Usciamo,la strada ci sorprende imbambolati, Giovanna sorride,sembra soddisfatta,
in qualche modo ci fa intendere che ci trova simpatici. Manco a dirlo,l’intesa è reciproca.
Lei è anche carina e fa finta di non avvedersi delle soste clandestine di Ugo sui pali del semaforo, che mi suggeriscono piedi straziati e  che non faccio fatica ad immaginare.
La maratona continua,fra poco conosceremo ‘Francos Blod’ il Picasso di Harlem.
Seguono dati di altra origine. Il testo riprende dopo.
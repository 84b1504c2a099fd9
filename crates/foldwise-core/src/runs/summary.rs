use serde::{Deserialize, Serialize};

/// One entry of a run listing
#[derive(Debug, Clone, Copy, PartialEq, Eq, Serialize, Deserialize)]
pub struct RunSummary {
    pub run_id: u64,
    pub task_id: u64,
    pub setup_id: u64,
    pub flow_id: u64,
    pub uploader: u64,
}
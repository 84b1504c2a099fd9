//! Run listing filters

use serde::{Deserialize, Serialize};

/// Criteria for listing runs.
///
/// Every populated field narrows the listing; list fields match any of their
/// values. `offset` and `size` page through the result.
#[derive(Debug, Clone, Default, PartialEq, Eq, Serialize, Deserialize)]
pub struct RunFilter {
    pub ids: Vec<u64>,
    pub tasks: Vec<u64>,
    pub uploaders: Vec<u64>,
    pub flows: Vec<u64>,
    pub tag: Option<String>,
    pub offset: Option<u64>,
    pub size: Option<u64>,
}

impl RunFilter {
    pub fn new() -> Self {
        Self::default()
    }

    pub fn ids(mut self, ids: impl IntoIterator<Item = u64>) -> Self {
        self.ids.extend(ids);
        self
    }

    pub fn tasks(mut self, tasks: impl IntoIterator<Item = u64>) -> Self {
        self.tasks.extend(tasks);
        self
    }

    pub fn uploaders(mut self, uploaders: impl IntoIterator<Item = u64>) -> Self {
        self.uploaders.extend(uploaders);
        self
    }

    pub fn flows(mut self, flows: impl IntoIterator<Item = u64>) -> Self {
        self.flows.extend(flows);
        self
    }

    pub fn tag(mut self, tag: impl Into<String>) -> Self {
        self.tag = Some(tag.into());
        self
    }

    pub fn offset(mut self, offset: u64) -> Self {
        self.offset = Some(offset);
        self
    }

    pub fn size(mut self, size: u64) -> Self {
        self.size = Some(size);
        self
    }

    /// True when no selection criterion is set; paging alone does not count
    pub fn is_unfiltered(&self) -> bool {
        self.ids.is_empty()
            && self.tasks.is_empty()
            && self.uploaders.is_empty()
            && self.flows.is_empty()
            && self.tag.is_none()
    }

    /// Request path segments, relative to the API root. Each entry is one
    /// segment, so a tag is never split.
    pub fn path_segments(&self) -> Vec<String> {
        let mut segments = vec!["run".to_string(), "list".to_string()];
        for (name, values) in [
            ("run", &self.ids),
            ("task", &self.tasks),
            ("uploader", &self.uploaders),
            ("flow", &self.flows),
        ] {
            if !values.is_empty() {
                let joined: Vec<String> = values.iter().map(u64::to_string).collect();
                segments.push(name.to_string());
                segments.push(joined.join(","));
            }
        }
        if let Some(tag) = &self.tag {
            segments.push("tag".to_string());
            segments.push(tag.clone());
        }
        if let Some(offset) = self.offset {
            segments.push("offset".to_string());
            segments.push(offset.to_string());
        }
        if let Some(size) = self.size {
            segments.push("limit".to_string());
            segments.push(size.to_string());
        }
        segments
    }

    /// Request path for display and logging
    pub fn to_path(&self) -> String {
        self.path_segments().join("/")
    }

    /// The same filter, advanced by one page of `size`
    pub fn next_page(&self) -> Option<Self> {
        let size = self.size?;
        Some(Self {
            offset: Some(self.offset.unwrap_or(0) + size),
            ..self.clone()
        })
    }
}

#[cfg(test)]
mod tests {
    use super::*;

    #[test]
    fn test_path_segments_in_order() {
        let filter = RunFilter::new()
            .tag("study_14")
            .flows([5])
            .uploaders([29, 274])
            .tasks([20, 21])
            .ids([2])
            .offset(10)
            .size(100);
        assert_eq!(
            filter.to_path(),
            "run/list/run/2/task/20,21/uploader/29,274/flow/5/tag/study_14/offset/10/limit/100"
        );
    }

    #[test]
    fn test_empty_filter_path() {
        let filter = RunFilter::new();
        assert!(filter.is_unfiltered());
        assert_eq!(filter.to_path(), "run/list");
        assert!(RunFilter::new().size(10).is_unfiltered());
    }

    #[test]
    fn test_tag_stays_one_segment() {
        let segments = RunFilter::new().tag("a/b").path_segments();
        assert_eq!(segments, vec!["run", "list", "tag", "a/b"]);
    }

    #[test]
    fn test_next_page() {
        let filter = RunFilter::new().tasks([1]).size(50);
        let next = filter.next_page().unwrap();
        assert_eq!(next.offset, Some(50));
        assert_eq!(next.next_page().unwrap().offset, Some(100));
        assert!(RunFilter::new().next_page().is_none());
    }
}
E’ lui un colosso di due metri di colore nero. Sta tra Armstrong John e Sydney Poitiers, è il più grande decoratore  di Gates of Harlem, ovvero delle serrande  dei negozi.
Giovanna ci ha presentato ,e lui ci saluta come vecchi amici abbracciandoci.
La domenica mattina e i giorni festivi,il centro commerciale chiude i battenti, privando la città della sua fonte di animazione che è il via vai della gente che curiosa di vetrina in
vetrina. Quando queste sono sbarrate da pesanti saracinesche di ferro,l’effetto grigio è
ancor più deprimente. E’ a questo punto che Franco è brillantemente intervenuto a dare un tocco magico all'isola di Harlem. Sfruttando le sue naturali doti di pittore ha
trasformato il grigio squallore di ogni serranda in una magica finestra sul mondo favorendo coi suoi temi pittorici, l’occasione di risvegliare tematiche sociali, allegorie fantastiche spazi interplanetari, moniti di fratellanza e mille altri argomenti di interesse sociale e culturale. Animando la città, l’ha resa gaiamente ,una grande galleria d’arte all'aperto dove la gente. Prendendo spunto dalle sue simbologie ,trova
 motivo di scambio di opinioni di sorridere e di scottarsi le dita tra una caldarrosta e l’altra proprio come sta succedendo a noi. Franco, nel giro di pochi minuti,ci ha baciato e abbracciato, ci ha lasciato il suo autografo e ci salutiamo con la promessa di una sua visita a casa nostra dove lo attende la serranda del nostro garage.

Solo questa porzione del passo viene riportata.